Biotechnology, the science that applies the study of living organisms to engineering, technology and medicine, has become increasingly specialised over the last few years - and with it, so have the jobs.
From developing the right kind of needle and thread surgeons need to suture wounds to an artificial heart, biotechnologists have become miracle makers. What comes with such a focussed field, however, is years of intensive high- quality learning - and a recent trend shows that students want to go the extra mile.
Jawaharlal Nehru University (JNU) was one of the first six universities funded by the government to start a postgraduate and research programme in Biotechnology in 1985, to meet the country's need for trained professionals in this field.
The net was a lot wider when there was an initial demand for manpower.
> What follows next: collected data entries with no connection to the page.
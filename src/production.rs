//! Production amplitudes: same denominator, vector numerator.
//!
//! A resonant system produced by an external process (rather than by
//! two-body scattering) is described by the N-component vector
//!
//!   P(m) = α⃗_nonpole + Σ_v α_v·g⃗_v / (M_v² − m²)
//!   A(m) = D(m)⁻¹·P(m)
//!
//! with complex production couplings α_v (one per pole) and α⃗_nonpole (one
//! per channel), and the same unitarization denominator D as the T-matrix.
//! Because the numerator is linear in the couplings and the denominator is
//! shared, the amplitude decomposes exactly into per-pole and background
//! contributions — the projections below are the pieces an interference
//! plot stacks up.

use num_complex::Complex64;
use smallvec::SmallVec;

use crate::error::KmatError;
use crate::tmatrix::TMatrix;

/// Production couplings attached to a borrowed [`TMatrix`].
#[derive(Debug, Clone)]
pub struct ProductionAmplitude<'a> {
    tmatrix: &'a TMatrix,
    alpha_poles: Vec<Complex64>,
    alpha_nonpoles: Vec<Complex64>,
}

/// Which numerator terms a projection keeps.
enum Projection {
    Full,
    SinglePole(usize),
    BackgroundOnly,
}

impl<'a> ProductionAmplitude<'a> {
    /// Attach production couplings to a T-matrix.
    ///
    /// `alpha_poles` must have one entry per K-matrix pole and
    /// `alpha_nonpoles` one entry per channel.
    pub fn new(
        tmatrix: &'a TMatrix,
        alpha_poles: Vec<Complex64>,
        alpha_nonpoles: Vec<Complex64>,
    ) -> Result<Self, KmatError> {
        let n_poles = tmatrix.kmatrix().n_poles();
        if alpha_poles.len() != n_poles {
            return Err(KmatError::ProductionPoleMismatch {
                expected: n_poles,
                found: alpha_poles.len(),
            });
        }
        let n_channels = tmatrix.n_channels();
        if alpha_nonpoles.len() != n_channels {
            return Err(KmatError::ProductionChannelMismatch {
                expected: n_channels,
                found: alpha_nonpoles.len(),
            });
        }
        Ok(Self {
            tmatrix,
            alpha_poles,
            alpha_nonpoles,
        })
    }

    /// The underlying T-matrix.
    pub fn tmatrix(&self) -> &TMatrix {
        self.tmatrix
    }

    /// Per-pole production couplings α_v.
    pub fn alpha_poles(&self) -> &[Complex64] {
        &self.alpha_poles
    }

    /// Per-channel background production couplings.
    pub fn alpha_nonpoles(&self) -> &[Complex64] {
        &self.alpha_nonpoles
    }

    /// Numerator vector P(m) for the requested projection.
    fn numerator(&self, m: Complex64, projection: &Projection) -> SmallVec<[Complex64; 4]> {
        let n = self.tmatrix.n_channels();
        let mut num: SmallVec<[Complex64; 4]> = match projection {
            Projection::SinglePole(_) => SmallVec::from_elem(Complex64::new(0.0, 0.0), n),
            _ => SmallVec::from_slice(&self.alpha_nonpoles),
        };
        let m_sq = m * m;
        for (v, pole) in self.tmatrix.kmatrix().poles().iter().enumerate() {
            let keep = match projection {
                Projection::Full => true,
                Projection::SinglePole(picked) => *picked == v,
                Projection::BackgroundOnly => false,
            };
            if !keep {
                continue;
            }
            let denom = Complex64::new(pole.mass * pole.mass, 0.0) - m_sq;
            for (i, &g) in pole.couplings.iter().enumerate() {
                num[i] += self.alpha_poles[v] * g / denom;
            }
        }
        num
    }

    fn solve(&self, m: Complex64, phi: f64, projection: Projection) -> Result<Vec<Complex64>, KmatError> {
        let d = self.tmatrix.d_matrix(m, phi)?;
        let num = self.numerator(m, &projection);
        Ok(d.inverse()?.mul_vec(&num))
    }

    /// Full production amplitude A(m) = D(m)⁻¹·P(m).
    pub fn amplitude(&self, m: Complex64, phi: f64) -> Result<Vec<Complex64>, KmatError> {
        self.solve(m, phi, Projection::Full)
    }

    /// Contribution of pole `v` alone: all other α's set to zero.
    ///
    /// Pure projection of the numerator — the denominator is untouched, so
    /// the pieces of all poles plus the background sum to the full amplitude.
    pub fn pole_contribution(
        &self,
        v: usize,
        m: Complex64,
        phi: f64,
    ) -> Result<Vec<Complex64>, KmatError> {
        let n_poles = self.alpha_poles.len();
        if v >= n_poles {
            return Err(KmatError::PoleIndexOutOfRange {
                index: v,
                poles: n_poles,
            });
        }
        self.solve(m, phi, Projection::SinglePole(v))
    }

    /// Contribution of the non-pole background couplings alone.
    pub fn background_contribution(
        &self,
        m: Complex64,
        phi: f64,
    ) -> Result<Vec<Complex64>, KmatError> {
        self.solve(m, phi, Projection::BackgroundOnly)
    }
}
Now, there is a consistent need for highly qualified professionals in the research, development and practice of Biotechnology. This is not to say that postgraduates don't get jobs - they do, but, most start with tech assistant positions and have to work their way up. Considering doctors would be at a total loss without the highly sophisticated drugs, medical equipment, aids, artificial limbs and organs biotechnologists design and produce, it's no surprise that biotechnologists today are not happy with being backroom boys.
Students are much more ambitious now, and 9 out of 10 go on to do Online PhD Degree in a specialisation they choose, in India or abroad. Students are beginning to think ahead and spend four or five years really delving into what interests them. With science and marketing becoming a 'lethal combination', some students are choosing to do an Online Science Degree and MBA.
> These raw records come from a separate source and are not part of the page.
//! Read-only projections over the store.
//!
//! Plain scans computed at call time, no caching layer. Each call takes the
//! lock once, so a reader observes either the pre- or post-state of any
//! concurrent mutation, never an intermediate one. Everything clones out;
//! callers never hold references into the store.

use crate::store::Store;
use crate::types::{Board, Stats, Subtask, Task, TaskStatus, User};
use chrono::{DateTime, Utc};
use std::collections::HashMap;

impl Store {
    /// Fetch a board by id.
    pub fn get_board(&self, board_id: &str) -> Option<Board> {
        self.with_inner(|inner| inner.boards.get(board_id).cloned())
    }

    /// Fetch a task by id.
    pub fn get_task(&self, task_id: &str) -> Option<Task> {
        self.with_inner(|inner| inner.tasks.get(task_id).cloned())
    }

    /// Fetch a subtask by id.
    pub fn get_subtask(&self, subtask_id: &str) -> Option<Subtask> {
        self.with_inner(|inner| inner.subtasks.get(subtask_id).cloned())
    }

    /// Fetch a user by id.
    pub fn get_user(&self, user_id: &str) -> Option<User> {
        self.with_inner(|inner| inner.users.get(user_id).cloned())
    }

    /// All tasks on a board, in column traversal order. Empty for an unknown
    /// board.
    pub fn tasks_by_board(&self, board_id: &str) -> Vec<Task> {
        self.with_inner(|inner| {
            let Some(board) = inner.boards.get(board_id) else {
                return Vec::new();
            };
            board
                .columns
                .iter()
                .flat_map(|c| c.task_ids.iter())
                .filter_map(|id| inner.tasks.get(id))
                .cloned()
                .collect()
        })
    }

    /// Tasks in one column, in the column's ordering. Empty for an unknown
    /// board or column.
    pub fn tasks_by_column(&self, board_id: &str, column_id: &str) -> Vec<Task> {
        self.with_inner(|inner| {
            let Some(column) = inner
                .boards
                .get(board_id)
                .and_then(|b| b.column(column_id))
            else {
                return Vec::new();
            };
            column
                .task_ids
                .iter()
                .filter_map(|id| inner.tasks.get(id))
                .cloned()
                .collect()
        })
    }

    /// All tasks assigned to a user, across boards, oldest first.
    pub fn tasks_by_assignee(&self, user_id: &str) -> Vec<Task> {
        self.with_inner(|inner| {
            let mut tasks: Vec<Task> = inner
                .tasks
                .values()
                .filter(|t| t.assignees.iter().any(|a| a == user_id))
                .cloned()
                .collect();
            tasks.sort_by(|a, b| a.created_at.cmp(&b.created_at).then_with(|| a.id.cmp(&b.id)));
            tasks
        })
    }

    /// Boards the user owns or is a member of, oldest first.
    pub fn boards_by_member(&self, user_id: &str) -> Vec<Board> {
        self.with_inner(|inner| {
            let mut boards: Vec<Board> = inner
                .boards
                .values()
                .filter(|b| b.is_member(user_id))
                .cloned()
                .collect();
            boards.sort_by(|a, b| a.created_at.cmp(&b.created_at).then_with(|| a.id.cmp(&b.id)));
            boards
        })
    }

    /// Subtasks of a task, in the parent's checklist order. Empty for an
    /// unknown task.
    pub fn subtasks_by_parent(&self, task_id: &str) -> Vec<Subtask> {
        self.with_inner(|inner| {
            let Some(task) = inner.tasks.get(task_id) else {
                return Vec::new();
            };
            task.subtask_ids
                .iter()
                .filter_map(|id| inner.subtasks.get(id))
                .cloned()
                .collect()
        })
    }

    /// Registered users of a board: owner first, then members in join order.
    /// Ids that no longer resolve to a registered user are filtered out.
    pub fn users_by_board(&self, board_id: &str) -> Vec<User> {
        self.with_inner(|inner| {
            let Some(board) = inner.boards.get(board_id) else {
                return Vec::new();
            };
            let mut seen = Vec::new();
            let mut users = Vec::new();
            for id in std::iter::once(&board.owner_id).chain(board.member_ids.iter()) {
                if seen.contains(id) {
                    continue;
                }
                seen.push(id.clone());
                if let Some(user) = inner.users.get(id) {
                    users.push(user.clone());
                }
            }
            users
        })
    }

    /// Unfinished tasks whose due date has passed, across boards, most
    /// overdue first. Feeds the host bot's due-reminder flow.
    pub fn overdue_tasks(&self, now: DateTime<Utc>) -> Vec<Task> {
        self.with_inner(|inner| {
            let mut tasks: Vec<Task> = inner
                .tasks
                .values()
                .filter(|t| t.status != TaskStatus::Done)
                .filter(|t| t.due_date.is_some_and(|due| due < now))
                .cloned()
                .collect();
            tasks.sort_by(|a, b| a.due_date.cmp(&b.due_date).then_with(|| a.id.cmp(&b.id)));
            tasks
        })
    }

    /// Aggregate counts with task breakdowns by status and priority.
    pub fn stats(&self) -> Stats {
        self.with_inner(|inner| {
            let mut tasks_by_status: HashMap<String, i64> = HashMap::new();
            let mut tasks_by_priority: HashMap<String, i64> = HashMap::new();
            for task in inner.tasks.values() {
                *tasks_by_status
                    .entry(task.status.as_str().to_string())
                    .or_insert(0) += 1;
                *tasks_by_priority
                    .entry(task.priority.as_str().to_string())
                    .or_insert(0) += 1;
            }
            Stats {
                total_boards: inner.boards.len() as i64,
                total_tasks: inner.tasks.len() as i64,
                total_users: inner.users.len() as i64,
                tasks_by_status,
                tasks_by_priority,
            }
        })
    }
}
Once they come back into the workforce, 'most nail top positions as presidents and managers in pharmaceutical or technological industries at Ranbaxy, the Pan-Asian Biotech Federation and so on. Doctors have also realised the worth of clinical knowledge and are working with biotechnologists on gathering and analysing clinical data.
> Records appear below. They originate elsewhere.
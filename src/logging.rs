//! Logging setup for host processes embedding the store.
//!
//! The store itself only emits `tracing` events; the host bot decides where
//! they go. This helper wires a stderr subscriber with an `EnvFilter` so the
//! usual `RUST_LOG` conventions apply.

use tracing_subscriber::{EnvFilter, fmt};

/// Install a stderr subscriber filtered by `RUST_LOG`, falling back to
/// `default_filter` (e.g. `"kanban_store=info"`) when unset.
///
/// Safe to call more than once; later calls are no-ops.
pub fn init_logging(default_filter: &str) {
    let filter =
        EnvFilter::try_from_default_env().unwrap_or_else(|_| EnvFilter::new(default_filter));

    let _ = fmt()
        .with_env_filter(filter)
        .with_writer(std::io::stderr)
        .try_init();
}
A recent market report by Global Industry Analysts, Inc. has revealed that biotechnology is one of the leading industries in the country - one that has managed to grow in spite of the global economic downturn. However, the quality of teaching in the 30 odd private institutions that offer biotechnology as a specialised course doesn't match the sector's immense growth. Out of an estimated 3,000 students who take the All India Examination in Biotechnology, JNU gets the top 30 every year. This year's PhD batch at JNU has 10 students, the most by far since the inception of the programme in 1993. If this trend continues, these students could well decide to stick to academics and become the trained, talented science faculty that India needs.